U.S. Secretary of State John Kerry sought to play down the differences with Europe.

"Will we remain united? The answer is absolutely, positively, unequivocally we are united, we will remain united," Kerry told the conference on Sunday, describing any differences as tactical rather than strategic.

Members of the Obama administration are also believed to be skeptical about arming Ukraine but the president faces intense pressure from a Republican-led Congress to act.

The Germans believe sending weapons to a depleted Ukraine army would not improve its chances against separatists armed with "unlimited" supplies of Russian military equipment.

They also fear that delivering arms would internationalize the conflict, playing into the hands of Putin, who has painted the crisis as a western plot to weaken Russia.

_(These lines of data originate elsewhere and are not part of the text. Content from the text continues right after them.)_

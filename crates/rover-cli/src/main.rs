//! `rover-cli` – command line front end of the rover pose estimator.
//!
//! ```text
//! rover replay <log.jsonl> [--speedup N]   replay a recorded sensor log
//! rover config                             print the effective configuration
//! rover init [--force]                     write ~/.rover/config.toml defaults
//! ```
//!
//! `replay` prints every fused pose as it is published, then a summary of
//! the final state.  **Ctrl-C** stops a replay gracefully: queued updates are
//! still applied and the summary is still printed.

mod config;
mod session;
mod telemetry;

use colored::Colorize;
use std::path::PathBuf;
use std::process::ExitCode;
use std::sync::Arc;
use std::sync::atomic::{AtomicBool, Ordering};
use tokio::sync::Notify;
use tracing::warn;

use rover_middleware::ReplayAdapter;
use rover_perception::DiagnosticSummary;
use rover_types::{Pose, RoverError};

/// A parsed command line.
#[derive(Debug, Clone, PartialEq)]
enum Command {
    Replay {
        log: PathBuf,
        /// Reproduce recorded timing this many times faster than real time.
        speedup: Option<f64>,
    },
    Config,
    Init {
        force: bool,
    },
    Help,
}

fn main() -> ExitCode {
    let args: Vec<String> = std::env::args().skip(1).collect();
    let command = match parse_args(&args) {
        Ok(c) => c,
        Err(e) => {
            eprintln!("{}: {}", "error".red().bold(), e);
            print_usage();
            return ExitCode::FAILURE;
        }
    };

    // ── Structured logging ────────────────────────────────────────────────
    // Logs go to stderr; stdout carries the user-facing pose stream.
    let _telemetry = telemetry::init_tracing("rover");

    let result = match command {
        Command::Replay { log, speedup } => run_replay(log, speedup),
        Command::Config => show_config(),
        Command::Init { force } => init_config(force),
        Command::Help => {
            print_usage();
            Ok(())
        }
    };

    match result {
        Ok(()) => ExitCode::SUCCESS,
        Err(e) => {
            eprintln!("{}: {}", "error".red().bold(), e);
            ExitCode::FAILURE
        }
    }
}

// ─────────────────────────────────────────────────────────────────────────────
// Argument parsing
// ─────────────────────────────────────────────────────────────────────────────

fn parse_args(args: &[String]) -> Result<Command, String> {
    let Some((cmd, rest)) = args.split_first() else {
        return Ok(Command::Help);
    };

    match cmd.as_str() {
        "replay" => {
            let mut log = None;
            let mut speedup = None;
            let mut iter = rest.iter();
            while let Some(arg) = iter.next() {
                match arg.as_str() {
                    "--speedup" => {
                        let value = iter
                            .next()
                            .ok_or_else(|| "--speedup needs a value".to_string())?;
                        let factor = value
                            .parse::<f64>()
                            .ok()
                            .filter(|f| f.is_finite() && *f > 0.0)
                            .ok_or_else(|| format!("invalid speed-up factor '{value}'"))?;
                        speedup = Some(factor);
                    }
                    other if other.starts_with("--") => {
                        return Err(format!("unknown option '{other}'"));
                    }
                    other if log.is_none() => log = Some(PathBuf::from(other)),
                    other => return Err(format!("unexpected argument '{other}'")),
                }
            }
            let log = log.ok_or_else(|| "replay needs a log file".to_string())?;
            Ok(Command::Replay { log, speedup })
        }
        "config" if rest.is_empty() => Ok(Command::Config),
        "config" => Err("usage: rover config".to_string()),
        "init" => match rest {
            [] => Ok(Command::Init { force: false }),
            [flag] if flag == "--force" => Ok(Command::Init { force: true }),
            _ => Err("usage: rover init [--force]".to_string()),
        },
        "help" | "--help" | "-h" => Ok(Command::Help),
        other => Err(format!("unknown command '{other}'")),
    }
}

fn print_usage() {
    println!();
    println!("  {} {}",
        "rover".bold(),
        format!("v{}", env!("CARGO_PKG_VERSION")).dimmed()
    );
    println!("  GNSS / IMU / odometry pose estimator");
    println!();
    println!("  {}", "Commands:".bold());
    println!("    {}  replay a recorded sensor log", "replay <log.jsonl> [--speedup N]".cyan());
    println!("    {}                            print the effective configuration", "config".cyan());
    println!("    {}                      write default configuration", "init [--force]".cyan());
    println!();
}

// ─────────────────────────────────────────────────────────────────────────────
// Commands
// ─────────────────────────────────────────────────────────────────────────────

fn run_replay(log: PathBuf, speedup: Option<f64>) -> Result<(), String> {
    let cfg = config::effective()?;
    let mut adapter = ReplayAdapter::from_path(&log).map_err(|e| describe(&log, e))?;
    if let Some(factor) = speedup {
        adapter = adapter.paced(factor);
    }

    // ── Ctrl-C handler ────────────────────────────────────────────────────
    let stop = Arc::new(Notify::new());
    let interrupted = Arc::new(AtomicBool::new(false));
    {
        let stop = stop.clone();
        let interrupted = interrupted.clone();
        if let Err(e) = ctrlc::set_handler(move || {
            if !interrupted.swap(true, Ordering::SeqCst) {
                eprintln!();
                eprintln!("{}", "⚠  Ctrl-C received – stopping replay …".yellow().bold());
                stop.notify_one();
            }
        }) {
            warn!(error = %e, "Failed to install Ctrl-C handler; Ctrl-C will abort without a summary");
        }
    }

    println!(
        "\n  Replaying {} ({} updates)\n",
        log.display().to_string().bold(),
        adapter.len()
    );

    let runtime = tokio::runtime::Builder::new_multi_thread()
        .enable_all()
        .build()
        .map_err(|e| format!("Failed to start Tokio runtime: {e}"))?;

    let outcome = runtime
        .block_on(session::run(&cfg, adapter, stop, |pose| {
            println!("  {}", format_pose(pose));
        }))
        .map_err(|e| e.to_string())?;

    print_summary(&outcome);
    Ok(())
}

fn show_config() -> Result<(), String> {
    let cfg = config::effective()?;
    let path = config::config_path();
    if path.exists() {
        println!("# loaded from {}", path.display());
    } else {
        println!("# {} not found, showing defaults", path.display());
    }
    let raw = toml::to_string_pretty(&cfg)
        .map_err(|e| format!("Failed to serialize config: {e}"))?;
    print!("{raw}");
    Ok(())
}

fn init_config(force: bool) -> Result<(), String> {
    let path = config::config_path();
    if path.exists() && !force {
        return Err(format!(
            "{} already exists (use --force to overwrite)",
            path.display()
        ));
    }
    config::save(&config::Config::default())?;
    println!(
        "  {} Config saved to {}",
        "✓".green().bold(),
        path.display().to_string().bold()
    );
    Ok(())
}

// ─────────────────────────────────────────────────────────────────────────────
// Output
// ─────────────────────────────────────────────────────────────────────────────

fn format_pose(pose: &Pose) -> String {
    format!(
        "{}  x={:>10.3}  y={:>10.3}  h={:>8.3}  yaw={:>8.2}°  roll={:>6.2}°  pitch={:>6.2}°",
        pose.timestamp.format("%H:%M:%S%.3f").to_string().dimmed(),
        pose.x,
        pose.y,
        pose.height,
        pose.yaw,
        pose.roll,
        pose.pitch
    )
}

fn print_summary(outcome: &session::ReplayOutcome) {
    let fused = outcome.report.state.fused_pose();
    println!();
    if outcome.interrupted {
        println!("  {}", "Replay interrupted".yellow().bold());
    } else {
        println!("  {}", "Replay complete".green().bold());
    }
    println!("  updates applied   {}", outcome.report.applied);
    println!("  poses published   {}", outcome.published);
    println!("  final fused pose  {}", format_pose(&fused));
    println!("  yaw offset        {:.3}°", outcome.report.yaw_offset);
    print_diagnostics(&outcome.diagnostics);
}

fn print_diagnostics(summary: &DiagnosticSummary) {
    if summary.total() == 0 {
        println!("  diagnostics       {}", "none".green());
        return;
    }
    println!("  diagnostics       {}", summary.total().to_string().yellow());
    let rows = [
        ("stale GNSS overwrite", summary.stale_gnss_overwrite),
        ("yaw out of range", summary.yaw_out_of_range),
        ("odometry not propagated", summary.odometry_not_propagated),
        ("sensor silent", summary.sensor_silent),
    ];
    for (label, count) in rows.into_iter().filter(|(_, n)| *n > 0) {
        println!("    • {label:<24} {count}");
    }
}

fn describe(log: &std::path::Path, err: RoverError) -> String {
    match err {
        RoverError::Replay { line, details } => {
            format!("{}:{}: {}", log.display(), line, details)
        }
        other => format!("{}: {}", log.display(), other),
    }
}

Putin is in the driver's seat and would almost certainly counter any effort to supply the Ukrainian army with weapons by increasing Russian assistance. Nor will the Russian president make a deal that in any way weakens the position of the rebels. He doesn't have to. The Russian/rebel coalition is making progress against the undermanned, under supplied Ukrainian army and while government forces are giving a good account of themselves, there is no doubt they are being pushed back.

The bottom line: Neither the US or Europe will go to war against Russia to save Ukraine. As long as Putin can maintain the fig leaf of Russian non-involvement and the rebels keep advancing, the Russian president isn't likely to do anything that would antagonize the west to the point where they would intervene.